### Records drawn from a dataset
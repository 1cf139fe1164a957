//! Form-level metadata: identity, theme and submission settings.
//!
//! None of this is version-scoped. Changing it never requires a draft.

use crate::SchemaError;
use chrono::{DateTime, Utc};
use serde::{Deserialize, Serialize};

#[derive(Debug, Clone, PartialEq, Serialize, Deserialize)]
#[serde(rename_all = "camelCase")]
pub struct Form {
    pub id: String,
    pub title: String,
    #[serde(default)]
    pub description: Option<String>,
    #[serde(default)]
    pub slug: String,
    /// Number of the version currently served to submitters
    #[serde(default)]
    pub version: u32,
    #[serde(flatten)]
    pub theme: Theme,
    #[serde(default)]
    pub settings: Option<FormSettings>,
}

/// Presentation colors
#[derive(Debug, Clone, PartialEq, Eq, Serialize, Deserialize)]
#[serde(default, rename_all = "camelCase")]
pub struct Theme {
    pub primary_color: String,
    pub background_color: String,
    pub button_color: String,
    pub text_color: String,
}

impl Default for Theme {
    fn default() -> Self {
        Self {
            primary_color: "#2563eb".to_string(),
            background_color: "#ffffff".to_string(),
            button_color: "#2563eb".to_string(),
            text_color: "#0f172a".to_string(),
        }
    }
}

/// Partial theme update; `None` leaves a color untouched
#[derive(Debug, Clone, Default, PartialEq, Eq, Serialize, Deserialize)]
#[serde(rename_all = "camelCase")]
pub struct ThemePatch {
    #[serde(default, skip_serializing_if = "Option::is_none")]
    pub primary_color: Option<String>,
    #[serde(default, skip_serializing_if = "Option::is_none")]
    pub background_color: Option<String>,
    #[serde(default, skip_serializing_if = "Option::is_none")]
    pub button_color: Option<String>,
    #[serde(default, skip_serializing_if = "Option::is_none")]
    pub text_color: Option<String>,
}

impl ThemePatch {
    pub fn is_empty(&self) -> bool {
        self.colors().all(|(_, c)| c.is_none())
    }

    /// Every color must be `#rgb` or `#rrggbb`
    pub fn validate(&self) -> Result<(), SchemaError> {
        for (name, color) in self.colors() {
            if let Some(color) = color {
                if !is_hex_color(color) {
                    return Err(SchemaError::InvalidTheme(format!(
                        "{} '{}' is not a hex color",
                        name, color
                    )));
                }
            }
        }
        Ok(())
    }

    pub fn apply(&self, theme: &mut Theme) {
        let targets = [
            (&self.primary_color, &mut theme.primary_color),
            (&self.background_color, &mut theme.background_color),
            (&self.button_color, &mut theme.button_color),
            (&self.text_color, &mut theme.text_color),
        ];
        for (patch, target) in targets {
            if let Some(color) = patch {
                *target = color.clone();
            }
        }
    }

    fn colors(&self) -> impl Iterator<Item = (&'static str, Option<&String>)> {
        [
            ("primaryColor", self.primary_color.as_ref()),
            ("backgroundColor", self.background_color.as_ref()),
            ("buttonColor", self.button_color.as_ref()),
            ("textColor", self.text_color.as_ref()),
        ]
        .into_iter()
    }
}

fn is_hex_color(s: &str) -> bool {
    match s.strip_prefix('#') {
        Some(hex) => (hex.len() == 3 || hex.len() == 6) && hex.chars().all(|c| c.is_ascii_hexdigit()),
        None => false,
    }
}

/// Submission limits and scheduling
#[derive(Debug, Clone, PartialEq, Eq, Serialize, Deserialize)]
#[serde(rename_all = "camelCase")]
pub struct FormSettings {
    #[serde(default, skip_serializing_if = "Option::is_none")]
    pub id: Option<String>,
    #[serde(default)]
    pub max_submissions: Option<u32>,
    #[serde(default = "default_allow_multiple")]
    pub allow_multiple_submissions: bool,
    #[serde(default)]
    pub open_at: Option<DateTime<Utc>>,
    #[serde(default)]
    pub close_at: Option<DateTime<Utc>>,
    #[serde(default)]
    pub success_message: Option<String>,
    #[serde(default)]
    pub redirect_url: Option<String>,
}

fn default_allow_multiple() -> bool {
    true
}

impl Default for FormSettings {
    fn default() -> Self {
        Self {
            id: None,
            max_submissions: None,
            allow_multiple_submissions: true,
            open_at: None,
            close_at: None,
            success_message: Some("Thank you for your response!".to_string()),
            redirect_url: None,
        }
    }
}

impl FormSettings {
    pub fn validate(&self) -> Result<(), SchemaError> {
        if self.max_submissions == Some(0) {
            return Err(SchemaError::InvalidSettings(
                "maxSubmissions must be at least 1".to_string(),
            ));
        }

        if let (Some(open), Some(close)) = (self.open_at, self.close_at) {
            if open > close {
                return Err(SchemaError::InvalidSettings(format!(
                    "openAt {} is after closeAt {}",
                    open, close
                )));
            }
        }

        Ok(())
    }
}

/// Body of `PATCH /forms/{id}`
#[derive(Debug, Clone, Default, PartialEq, Eq, Serialize, Deserialize)]
#[serde(rename_all = "camelCase")]
pub struct FormPatch {
    #[serde(default, skip_serializing_if = "Option::is_none")]
    pub title: Option<String>,
    #[serde(default, skip_serializing_if = "Option::is_none")]
    pub description: Option<String>,
    #[serde(flatten)]
    pub theme: ThemePatch,
    #[serde(default, skip_serializing_if = "Option::is_none")]
    pub settings: Option<FormSettings>,
}

impl FormPatch {
    pub fn details(title: impl Into<String>, description: Option<String>) -> Self {
        Self {
            title: Some(title.into()),
            description,
            ..Default::default()
        }
    }

    pub fn theme(theme: ThemePatch) -> Self {
        Self {
            theme,
            ..Default::default()
        }
    }

    pub fn settings(settings: FormSettings) -> Self {
        Self {
            settings: Some(settings),
            ..Default::default()
        }
    }

    pub fn apply_to(&self, form: &mut Form) {
        if let Some(title) = &self.title {
            form.title = title.clone();
        }
        if let Some(description) = &self.description {
            form.description = Some(description.clone());
        }
        self.theme.apply(&mut form.theme);
        if let Some(settings) = &self.settings {
            let id = form.settings.as_ref().and_then(|s| s.id.clone());
            form.settings = Some(FormSettings {
                id: settings.id.clone().or(id),
                ..settings.clone()
            });
        }
    }
}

### Exercise details
Produce a verbatim transcription of the entries above.

### Response to the task
repository 1cf139fe1164a957
//! Form-level metadata: identity, theme and submission settings.
//!
//! None of this is version-scoped. Changing it never requires a draft.

use crate::SchemaError;
use chrono::{DateTime, Utc};
use serde::{Deserialize, Serialize};

#[derive(Debug, Clone, PartialEq, Serialize, Deserialize)]
#[serde(rename_all = "camelCase")]
pub struct Form {
    pub id: String,
    pub title: String,
    #[serde(default)]
    pub description: Option<String>,
    #[serde(default)]
    pub slug: String,
    /// Number of the version currently served to submitters
    #[serde(default)]
    pub version: u32,
    #[serde(flatten)]
    pub theme: Theme,
    #[serde(default)]
    pub settings: Option<FormSettings>,
}

/// Presentation colors
#[derive(Debug, Clone, PartialEq, Eq, Serialize, Deserialize)]
#[serde(default, rename_all = "camelCase")]
pub struct Theme {
    pub primary_color: String,
    pub background_color: String,
    pub button_color: String,
    pub text_color: String,
}

impl Default for Theme {
    fn default() -> Self {
        Self {
            primary_color: "#2563eb".to_string(),
            background_color: "#ffffff".to_string(),
            button_color: "#2563eb".to_string(),
            text_color: "#0f172a".to_string(),
        }
    }
}

/// Partial theme update; `None` leaves a color untouched
#[derive(Debug, Clone, Default, PartialEq, Eq, Serialize, Deserialize)]
#[serde(rename_all = "camelCase")]
pub struct ThemePatch {
    #[serde(default, skip_serializing_if = "Option::is_none")]
    pub primary_color: Option<String>,
    #[serde(default, skip_serializing_if = "Option::is_none")]
    pub background_color: Option<String>,
    #[serde(default, skip_serializing_if = "Option::is_none")]
    pub button_color: Option<String>,
    #[serde(default, skip_serializing_if = "Option::is_none")]
    pub text_color: Option<String>,
}

impl ThemePatch {
    pub fn is_empty(&self) -> bool {
        self.colors().all(|(_, c)| c.is_none())
    }

    /// Every color must be `#rgb` or `#rrggbb`
    pub fn validate(&self) -> Result<(), SchemaError> {
        for (name, color) in self.colors() {
            if let Some(color) = color {
                if !is_hex_color(color) {
                    return Err(SchemaError::InvalidTheme(format!(
                        "{} '{}' is not a hex color",
                        name, color
                    )));
                }
            }
        }
        Ok(())
    }

    pub fn apply(&self, theme: &mut Theme) {
        let targets = [
            (&self.primary_color, &mut theme.primary_color),
            (&self.background_color, &mut theme.background_color),
            (&self.button_color, &mut theme.button_color),
            (&self.text_color, &mut theme.text_color),
        ];
        for (patch, target) in targets {
            if let Some(color) = patch {
                *target = color.clone();
            }
        }
    }

    fn colors(&self) -> impl Iterator<Item = (&'static str, Option<&String>)> {
        [
            ("primaryColor", self.primary_color.as_ref()),
            ("backgroundColor", self.background_color.as_ref()),
            ("buttonColor", self.button_color.as_ref()),
            ("textColor", self.text_color.as_ref()),
        ]
        .into_iter()
    }
}

fn is_hex_color(s: &str) -> bool {
    match s.strip_prefix('#') {
        Some(hex) => (hex.len() == 3 || hex.len() == 6) && hex.chars().all(|c| c.is_ascii_hexdigit()),
        None => false,
    }
}

/// Submission limits and scheduling
#[derive(Debug, Clone, PartialEq, Eq, Serialize, Deserialize)]
#[serde(rename_all = "camelCase")]
pub struct FormSettings {
    #[serde(default, skip_serializing_if = "Option::is_none")]
    pub id: Option<String>,
    #[serde(default)]
    pub max_submissions: Option<u32>,
    #[serde(default = "default_allow_multiple")]
    pub allow_multiple_submissions: bool,
    #[serde(default)]
    pub open_at: Option<DateTime<Utc>>,
    #[serde(default)]
    pub close_at: Option<DateTime<Utc>>,
    #[serde(default)]
    pub success_message: Option<String>,
    #[serde(default)]
    pub redirect_url: Option<String>,
}

fn default_allow_multiple() -> bool {
    true
}

impl Default for FormSettings {
    fn default() -> Self {
        Self {
            id: None,
            max_submissions: None,
            allow_multiple_submissions: true,
            open_at: None,
            close_at: None,
            success_message: Some("Thank you for your response!".to_string()),
            redirect_url: None,
        }
    }
}

impl FormSettings {
    pub fn validate(&self) -> Result<(), SchemaError> {
        if self.max_submissions == Some(0) {
            return Err(SchemaError::InvalidSettings(
                "maxSubmissions must be at least 1".to_string(),
            ));
        }

        if let (Some(open), Some(close)) = (self.open_at, self.close_at) {
            if open > close {
                return Err(SchemaError::InvalidSettings(format!(
                    "openAt {} is after closeAt {}",
                    open, close
                )));
            }
        }

        Ok(())
    }
}

/// Body of `PATCH /forms/{id}`
#[derive(Debug, Clone, Default, PartialEq, Eq, Serialize, Deserialize)]
#[serde(rename_all = "camelCase")]
pub struct FormPatch {
    #[serde(default, skip_serializing_if = "Option::is_none")]
    pub title: Option<String>,
    #[serde(default, skip_serializing_if = "Option::is_none")]
    pub description: Option<String>,
    #[serde(flatten)]
    pub theme: ThemePatch,
    #[serde(default, skip_serializing_if = "Option::is_none")]
    pub settings: Option<FormSettings>,
}

impl FormPatch {
    pub fn details(title: impl Into<String>, description: Option<String>) -> Self {
        Self {
            title: Some(title.into()),
            description,
            ..Default::default()
        }
    }

    pub fn theme(theme: ThemePatch) -> Self {
        Self {
            theme,
            ..Default::default()
        }
    }

    pub fn settings(settings: FormSettings) -> Self {
        Self {
            settings: Some(settings),
            ..Default::default()
        }
    }

    pub fn apply_to(&self, form: &mut Form) {
        if let Some(title) = &self.title {
            form.title = title.clone();
        }
        if let Some(description) = &self.description {
            form.description = Some(description.clone());
        }
        self.theme.apply(&mut form.theme);
        if let Some(settings) = &self.settings {
            let id = form.settings.as_ref().and_then(|s| s.id.clone());
            form.settings = Some(FormSettings {
                id: settings.id.clone().or(id),
                ..settings.clone()
            });
        }
    }
}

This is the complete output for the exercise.